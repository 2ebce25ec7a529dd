use std::borrow::Borrow;

use serde::{Deserialize, Serialize};

use crate::domain::product::{Product, ProductId};

/// Listing-card projection of a product.
#[derive(Clone, Debug, PartialEq, Serialize, Deserialize)]
pub struct ProductPreview {
    pub product_id: ProductId,
    pub product_name: String,
    pub discounted_price: f64,
    pub rating: f64,
}

impl From<&Product> for ProductPreview {
    fn from(product: &Product) -> Self {
        Self {
            product_id: product.id.clone(),
            product_name: product.name.clone(),
            discounted_price: product.discounted_price,
            rating: product.rating,
        }
    }
}

pub fn to_previews<P: Borrow<Product>>(products: &[P]) -> Vec<ProductPreview> {
    products.iter().map(|product| ProductPreview::from(product.borrow())).collect()
}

================

**WHAT THE EXERCISE ASKS**
Find the word "Deserialize" in the data and copy out each line where it turns up.

**ANSWER BOX**
use serde::{Deserialize, Serialize};
#[derive(Clone, Debug, PartialEq, Serialize, Deserialize)]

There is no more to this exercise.